If a candle has cracks, bumps or lumps, the candle either cooled too quickly or the wax was too cold at the time you re-dipped the candle.

Candle Burning Problems

If a wick is too small for the size of the candle, wax pools are likely to form and then either extinguish the burning wick or drip down the side of the candle. If the wick is too big, there won't be enough wax to fuel the flame, and the candle will flicker or smoke.

If a candle is burning right down the middle and leaves a hole, this is usually due to using a wick that is too small for the wax's melting point. Next time, use either a larger wick or wax that has a lower melting point.

Dripping Candle

A dripping candle can be a big problem. It means the candle isn't burning correctly and could also potentially ruin your carpet or furnishings.

This could be caused by the candle being in a draft. If that's the case, all you need to do is move the candle. However, if that doesn't help, then the wick might be too small for the size of the candle. If this is true, then the wick isn't able to make use of all the melted wax and it drips down the side of the candle instead.

The melting point of the wax that was used may also be too low for the kind of candle you made. This can result in it premature melting, which leads to dripping.

No matter what the cause is, usually the best thing to do is to re-melt the candle and start over.

Low Flame

If a candle doesn't burn as brightly as you want it to, there are several things that could be wrong:

The wick is too loose, too short or too small. Trying using a different size wick.

A coloring agent you use has clogged the wick.

The melting point of the wax is too high.

Too much stearin or another additive was used.

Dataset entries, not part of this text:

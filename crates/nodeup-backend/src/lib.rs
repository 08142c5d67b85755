mod error;
mod traits;
mod types;

pub use error::{ErrorKind, PipelineError};
pub use traits::{ArtifactLocation, ArtifactLocator, InstallationRegistry, ReleaseCatalog};
pub use types::{Installation, NodeVersion, RemoteRelease, VersionParseError};
fn extract_zip(
    zip_path: &Path,
    dest: &Path,
    preserve_permissions: bool,
    cancel: &CancellationToken,
) -> Result<usize, PipelineError> {
    let mut archive = open_zip(zip_path)?;

    // Every entry is checked before anything is written.
    let mut targets = Vec::with_capacity(archive.len());
    for index in 0..archive.len() {
        let entry = archive
            .by_index_raw(index)
            .map_err(|error| corrupted(format!("failed to read zip entry: {error}")))?;
        let name = entry.name().to_string();
        let Some(out_path) = resolve_within(dest, &name) else {
            warn!("Rejecting zip entry with unsafe path: {name}");
            return Err(traversal(&name));
        };
        targets.push(out_path);
    }

    std::fs::create_dir_all(dest).map_err(|error| {
        PipelineError::io(ErrorKind::CorruptedArchive, "failed to create destination", &error)
    })?;

    for (index, out_path) in targets.iter().enumerate() {
        if cancel.is_cancelled() {
            return Err(PipelineError::cancelled("extraction"));
        }
        let mut entry = archive
            .by_index(index)
            .map_err(|error| corrupted(format!("failed to read zip entry: {error}")))?;

        if entry.is_dir() {
            std::fs::create_dir_all(out_path).map_err(|error| {
                corrupted(format!("failed to create {}: {error}", out_path.display()))
            })?;
            continue;
        }

        if let Some(parent) = out_path.parent() {
            std::fs::create_dir_all(parent).map_err(|error| {
                corrupted(format!("failed to create {}: {error}", parent.display()))
            })?;
        }
        let mut outfile = File::create(out_path).map_err(|error| {
            corrupted(format!("failed to create {}: {error}", out_path.display()))
        })?;
        std::io::copy(&mut entry, &mut outfile).map_err(|error| {
            corrupted(format!("failed to extract {}: {error}", out_path.display()))
        })?;

        #[cfg(unix)]
        if preserve_permissions && let Some(mode) = entry.unix_mode() {
            use std::os::unix::fs::PermissionsExt;
            let _ = std::fs::set_permissions(out_path, std::fs::Permissions::from_mode(mode));
        }
        #[cfg(not(unix))]
        let _ = preserve_permissions;
    }

    Ok(targets.len())
}

fn tar_command() -> Result<Command, PipelineError> {
    let program = which::which("tar").map_err(|error| {
        corrupted(format!("cannot extract tarball: tar utility not found ({error})"))
    })?;
    let mut command = Command::new(program);
    command
        .stdin(Stdio::null())
        .stdout(Stdio::piped())
        .stderr(Stdio::piped())
        .kill_on_drop(true);
    #[cfg(windows)]
    {
        const CREATE_NO_WINDOW: u32 = 0x0800_0000;
        command.creation_flags(CREATE_NO_WINDOW);
    }
    Ok(command)
}

async fn tar_entry_names(path: &Path, format: ArchiveFormat) -> Result<Vec<String>, PipelineError> {
    let mut command = tar_command()?;
    command.arg("-t");
    if let Some(flag) = format.tar_codec_flag() {
        command.arg(flag);
    }
    command.arg("-f").arg(path);

    let output = command
        .output()
        .await
        .map_err(|error| corrupted(format!("failed to run tar: {error}")))?;
    if !output.status.success() {
        return Err(corrupted(format!(
            "tar could not list {}: {}",
            path.display(),
            String::from_utf8_lossy(&output.stderr).trim()
        )));
    }

    Ok(String::from_utf8_lossy(&output.stdout)
        .lines()
        .filter(|line| !line.is_empty())
        .map(str::to_string)
        .collect())
}

async fn extract_tar(
    path: &Path,
    dest: &Path,
    format: ArchiveFormat,
    preserve_permissions: bool,
    cancel: &CancellationToken,
) -> Result<usize, PipelineError> {
    let entries = tar_entry_names(path, format).await?;
    if let Some(unsafe_entry) = entries
        .iter()
        .find(|entry| resolve_within(dest, entry).is_none())
    {
        warn!("Rejecting tar entry with unsafe path: {unsafe_entry}");
        return Err(traversal(unsafe_entry));
    }

    std::fs::create_dir_all(dest).map_err(|error| {
        PipelineError::io(ErrorKind::CorruptedArchive, "failed to create destination", &error)
    })?;

    let mut command = tar_command()?;
    command.arg("-x");
    if let Some(flag) = format.tar_codec_flag() {
        command.arg(flag);
    }
    if preserve_permissions {
        command.arg("-p");
    }
    command.arg("-f").arg(path).arg("-C").arg(dest);

    let output = tokio::select! {
        () = cancel.cancelled() => return Err(PipelineError::cancelled("extraction")),
        output = command.output() => output,
    }
    .map_err(|error| corrupted(format!("failed to run tar: {error}")))?;

    if !output.status.success() {
        return Err(corrupted(format!(
            "tar exited with {}: {}",
            output.status,
            String::from_utf8_lossy(&output.stderr).trim()
        )));
    }

    Ok(entries.len())
}

#[cfg(test)]
mod tests {
    use std::io::Write as _;
    use std::path::Path;

    use nodeup_backend::ErrorKind;
    use tokio_util::sync::CancellationToken;

    use super::{ArchiveFormat, extract, is_valid_archive, list_contents, resolve_within};

    fn write_zip(path: &Path, entries: &[(&str, &[u8])]) {
        let zip_file = std::fs::File::create(path).expect("zip file should be created");
        let mut writer = zip::ZipWriter::new(zip_file);
        let options = zip::write::SimpleFileOptions::default().unix_permissions(0o755);
        for (name, contents) in entries {
            if name.ends_with('/') {
                writer
                    .add_directory(*name, options)
                    .expect("directory entry should be written");
            } else {
                writer
                    .start_file(*name, options)
                    .expect("file entry should be started");
                writer
                    .write_all(contents)
                    .expect("file entry should be written");
            }
        }
        writer.finish().expect("zip archive should be finalized");
    }

    #[test]
    fn formats_are_detected_by_extension() {
        assert_eq!(
            ArchiveFormat::from_path(Path::new("node-v20.11.0-win-x64.ZIP")),
            Some(ArchiveFormat::Zip)
        );
        assert_eq!(
            ArchiveFormat::from_path(Path::new("node-v20.11.0-darwin-x64.tar.gz")),
            Some(ArchiveFormat::TarGz)
        );
        assert!(is_valid_archive(Path::new("node-v20.11.0-linux-x64.tar.xz")));
        assert!(!is_valid_archive(Path::new("node-v20.11.0.pkg")));
        assert!(!is_valid_archive(Path::new("archive.tar")));
    }

    #[test]
    fn resolve_within_rejects_escaping_entries() {
        let root = Path::new("/tmp/extract");
        assert_eq!(
            resolve_within(root, "node/bin/../lib/x.js"),
            Some(root.join("node/lib/x.js"))
        );
        assert_eq!(resolve_within(root, "../outside.txt"), None);
        assert_eq!(resolve_within(root, "node/../../outside.txt"), None);
        assert_eq!(resolve_within(root, "/etc/passwd"), None);
        assert_eq!(resolve_within(root, "..\\outside.txt"), None);
    }

    #[tokio::test]
    async fn zip_extracts_files_and_directories() {
        let temp = tempfile::tempdir().expect("tempdir should be created");
        let zip_path = temp.path().join("node.zip");
        let dest = temp.path().join("extract");
        write_zip(
            &zip_path,
            &[
                ("node-v20.11.0/", b""),
                ("node-v20.11.0/bin/node", b"#!/bin/sh\n"),
            ],
        );

        let extraction = extract(&zip_path, &dest, true, &CancellationToken::new())
            .await
            .expect("zip should extract");

        assert_eq!(extraction.entry_count, 2);
        let binary = dest.join("node-v20.11.0/bin/node");
        assert_eq!(
            std::fs::read(&binary).expect("extracted file should be readable"),
            b"#!/bin/sh\n"
        );
        #[cfg(unix)]
        {
            use std::os::unix::fs::PermissionsExt;
            let mode = std::fs::metadata(&binary)
                .expect("metadata should be readable")
                .permissions()
                .mode();
            assert_eq!(mode & 0o111, 0o111);
        }
    }

    #[tokio::test]
    async fn zip_with_traversal_entry_writes_nothing() {
        let temp = tempfile::tempdir().expect("tempdir should be created");
        let zip_path = temp.path().join("evil.zip");
        let dest = temp.path().join("extract");
        write_zip(
            &zip_path,
            &[
                ("benign.txt", b"fine"),
                ("../outside.txt", b"should not be extracted"),
            ],
        );

        let error = extract(&zip_path, &dest, false, &CancellationToken::new())
            .await
            .expect_err("traversal should be rejected");

        assert_eq!(error.kind, ErrorKind::PathTraversalDetected);
        assert!(!temp.path().join("outside.txt").exists());
        assert!(!dest.join("benign.txt").exists());
    }

    #[tokio::test]
    async fn missing_archive_is_reported_before_creating_destination() {
        let temp = tempfile::tempdir().expect("tempdir should be created");
        let dest = temp.path().join("extract");

        let error = extract(
            &temp.path().join("absent.zip"),
            &dest,
            false,
            &CancellationToken::new(),
        )
        .await
        .expect_err("missing archive should fail");

        assert_eq!(error.kind, ErrorKind::CorruptedArchive);
        assert!(!dest.exists());
    }

    #[tokio::test]
    async fn cancelled_extraction_stops_before_writing() {
        let temp = tempfile::tempdir().expect("tempdir should be created");
        let zip_path = temp.path().join("node.zip");
        let dest = temp.path().join("extract");
        write_zip(&zip_path, &[("a.txt", b"a")]);
        let cancel = CancellationToken::new();
        cancel.cancel();

        let error = extract(&zip_path, &dest, false, &cancel)
            .await
            .expect_err("cancelled extraction should fail");

        assert_eq!(error.kind, ErrorKind::Cancelled);
        assert!(!dest.exists());
    }

    #[tokio::test]
    async fn list_contents_returns_entry_names() {
        let temp = tempfile::tempdir().expect("tempdir should be created");
        let zip_path = temp.path().join("node.zip");
        write_zip(&zip_path, &[("node/", b""), ("node/README.md", b"hi")]);

        let names: Vec<String> = list_contents(&zip_path)
            .await
            .expect("listing should succeed")
            .collect();

        assert_eq!(names, vec!["node/".to_string(), "node/README.md".to_string()]);
    }

    #[cfg(unix)]
    #[tokio::test]
    async fn tarball_is_extracted_with_system_tar() {
        let temp = tempfile::tempdir().expect("tempdir should be created");
        let source = temp.path().join("source");
        std::fs::create_dir_all(source.join("node-v20.11.0-linux-x64/bin"))
            .expect("source tree should be created");
        std::fs::write(
            source.join("node-v20.11.0-linux-x64/bin/node"),
            b"binary",
        )
        .expect("source file should be written");
        let tarball = temp.path().join("node.tar.gz");
        let status = std::process::Command::new("tar")
            .arg("-czf")
            .arg(&tarball)
            .arg("-C")
            .arg(&source)
            .arg("node-v20.11.0-linux-x64")
            .status()
            .expect("tar should run");
        assert!(status.success());

        let dest = temp.path().join("extract");
        let extraction = extract(&tarball, &dest, true, &CancellationToken::new())
            .await
            .expect("tarball should extract");

        assert_eq!(extraction.entry_count, 3);
        assert_eq!(
            std::fs::read(dest.join("node-v20.11.0-linux-x64/bin/node"))
                .expect("extracted binary should exist"),
            b"binary"
        );
    }

    #[cfg(unix)]
    #[tokio::test]
    async fn corrupt_tarball_reports_tar_diagnostics() {
        let temp = tempfile::tempdir().expect("tempdir should be created");
        let tarball = temp.path().join("broken.tar.gz");
        std::fs::write(&tarball, b"definitely not gzip").expect("fixture should be written");

        let error = extract(
            &tarball,
            &temp.path().join("extract"),
            false,
            &CancellationToken::new(),
        )
        .await
        .expect_err("corrupt tarball should fail");

        assert_eq!(error.kind, ErrorKind::CorruptedArchive);
        assert!(error.detail.contains("tar"));
    }

    #[cfg(unix)]
    #[tokio::test]
    async fn tarball_with_parent_member_is_rejected_before_extraction() {
        let temp = tempfile::tempdir().expect("tempdir should be created");
        let packing = temp.path().join("packing");
        std::fs::create_dir_all(&packing).expect("packing dir should be created");
        std::fs::write(temp.path().join("escape.txt"), b"payload")
            .expect("escaping member should be written");
        let tarball = temp.path().join("evil.tar.gz");
        let status = std::process::Command::new("tar")
            .arg("-P")
            .arg("-czf")
            .arg(&tarball)
            .arg("-C")
            .arg(&packing)
            .arg("../escape.txt")
            .status()
            .expect("tar should run");
        assert!(status.success());

        let stage = temp.path().join("stage");
        let dest = stage.join("extract");
        let error = extract(&tarball, &dest, false, &CancellationToken::new())
            .await
            .expect_err("parent member should be rejected");

        assert_eq!(error.kind, ErrorKind::PathTraversalDetected);
        assert!(!dest.exists());
        assert!(!stage.join("escape.txt").exists());
    }
}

Too big a flame basically means the opposite causes of what I just discussed. In most cases, a smaller wick should be used the next time.

Smoking Candles

This is usually a sign that the wick is too big for the candle. You can try trimming the wick to see if that helps. Or just use a smaller wick the next time.

Sputtering Candles

If you have a flickering instead of steady flame, the wick is probably damp. Allow the wick to completely dry out before using it again.

12. Conclusion

Congratulations! You have finished reading my How To Make Candles Guide. You now have all the basic knowledge that you need to get started with candle making. You also can use this guide as a reference source anytime you need a refresher on a certain aspect of making candles.

So what should you do next? Start making candles of course! Honestly, if you want to become a good candle maker, then you need to put all that you learned into action. The best way to make beautiful candles is to practice, practice, and practice. Gather some basic supplies together and start on some of the simple projects that I described in Section 7 of this guide. Experiment with some of the decorative techniques, and then move on and try out some of the advanced projects as well.

Another important thing to do is to take notes on what worked and what didn't work for you. If a candle doesn't turn out like you had hoped it would, use the advice in Section 11 and try to diagnose, and if possible, correct the problem. You can learn a lot from your mistakes, so don't let them discourage you.

I sincerely hope you have as much fun making candles as I do. Keep practicing and try different techniques. Pretty soon you will have a house full of beautiful candles, and your friends and relatives will too. Best wishes on your candle-making journey.